FATF monitors for AML deficiencies

The Financial Action Task Force (FATF), established by the Group of 7 (G-7) in 1989, is the global money laundering and terrorist financing watchdog, much like the Financial Crimes Enforcement Network (FinCEN) and the Office of Foreign Asset Control (OFAC) in the United States. As an intergovernmental body, FATF has a unique position; it has been charged with analyzing AML programs worldwidesetting standards for international adherence, and preventing these illegal activities and other threats to the integrity of the international financial system.  
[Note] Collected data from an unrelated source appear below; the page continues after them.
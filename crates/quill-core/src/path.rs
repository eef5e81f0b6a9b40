//! Patch paths for addressing within value trees
//!
//! Provides [`PatchPath`] for the location of a draft relative to the root
//! of its session, as reported to the patch generator.

use crate::value::PropKey;
use serde::{Deserialize, Serialize};
use std::fmt::{self, Display, Formatter};
use std::str::FromStr;

/// Path from a session root to a nested value
///
/// Displayed as a JSON pointer.
///
/// # Examples
/// - `[]` → `` (root)
/// - `["todos", 1, "done"]` → `/todos/1/done`
#[derive(Debug, Clone, PartialEq, Eq, PartialOrd, Ord, Hash, Default, Serialize, Deserialize)]
#[serde(transparent)]
pub struct PatchPath(Vec<PropKey>);

impl PatchPath {
    /// Create new path from segments
    #[inline]
    #[must_use]
    pub fn new(segments: Vec<PropKey>) -> Self {
        Self(segments)
    }

    /// Empty path (session root)
    #[inline]
    #[must_use]
    pub fn root() -> Self {
        Self(Vec::new())
    }

    /// Get path segments
    #[inline]
    #[must_use]
    pub fn segments(&self) -> &[PropKey] {
        &self.0
    }

    /// Get number of segments
    #[inline]
    #[must_use]
    pub fn len(&self) -> usize {
        self.0.len()
    }

    /// Check if path is the root
    #[inline]
    #[must_use]
    pub fn is_empty(&self) -> bool {
        self.0.is_empty()
    }

    /// Append a segment, returning new path
    #[inline]
    #[must_use]
    pub fn child(&self, segment: impl Into<PropKey>) -> Self {
        let mut new = self.clone();
        new.0.push(segment.into());
        new
    }
}

impl Display for PatchPath {
    fn fmt(&self, f: &mut Formatter<'_>) -> fmt::Result {
        for segment in &self.0 {
            let text = segment.to_string();
            write!(f, "/{}", text.replace('~', "~0").replace('/', "~1"))?;
        }
        Ok(())
    }
}

impl FromStr for PatchPath {
    type Err = PathError;

    fn from_str(s: &str) -> Result<Self, Self::Err> {
        if s.is_empty() {
            return Ok(Self::root());
        }
        let Some(rest) = s.strip_prefix('/') else {
            return Err(PathError::MissingLeadingSlash(s.to_string()));
        };

        let segments = rest
            .split('/')
            .map(|raw| {
                if !raw.is_empty() && raw.bytes().all(|b| b.is_ascii_digit()) {
                    if let Ok(index) = raw.parse::<usize>() {
                        return Ok(PropKey::Index(index));
                    }
                }
                unescape(raw).map(PropKey::Name)
            })
            .collect::<Result<_, _>>()?;

        Ok(Self(segments))
    }
}

fn unescape(raw: &str) -> Result<String, PathError> {
    let mut out = String::with_capacity(raw.len());
    let mut chars = raw.chars();
    while let Some(c) = chars.next() {
        if c != '~' {
            out.push(c);
            continue;
        }
        match chars.next() {
            Some('0') => out.push('~'),
            Some('1') => out.push('/'),
            _ => return Err(PathError::InvalidEscape(raw.to_string())),
        }
    }
    Ok(out)
}

impl From<Vec<PropKey>> for PatchPath {
    fn from(segments: Vec<PropKey>) -> Self {
        Self(segments)
    }
}

/// Errors related to patch paths
#[derive(Debug, thiserror::Error)]
pub enum PathError {
    /// Non-root pointer without a leading `/`
    #[error("path '{0}' must be empty or start with '/'")]
    MissingLeadingSlash(String),

    /// `~` not followed by `0` or `1`
    #[error("invalid escape in segment '{0}'")]
    InvalidEscape(String),
}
FATF monitors countries' progress in implementing the adequate adaptation of Anti-Money Laundering and Counter Terror Financing (AML/CTF) programs base on the FATF Recommendations. Periodically, FATF publishes updated reviews of countries who have money laundering concerns and should be considered higher risk for Bank Secrecy Act (BSA) purposes. The industry refers to this category as a “grey list”, although that is not a term used internally by FATF. 

Grey Listed

Four countries added to "Grey List"

FATF recently updated their list of “grey listed” countries, or jurisdictions, under increased monitoring These jurisdictions are actively working with FATF to address deficiencies in their AML/CFT regimes. Under FATF rules these countries must resolve identified deficiencies within an agreed upon timeframe and is subject to increased monitoring. The new countries added to this grey list are: 

  • Burkina Faso 
  • Cayman Islands 
  • Morocco 
  • Senegal 

FATF recently removed the Bahamas from the list as they have made significant progress in their AML/CTF regime.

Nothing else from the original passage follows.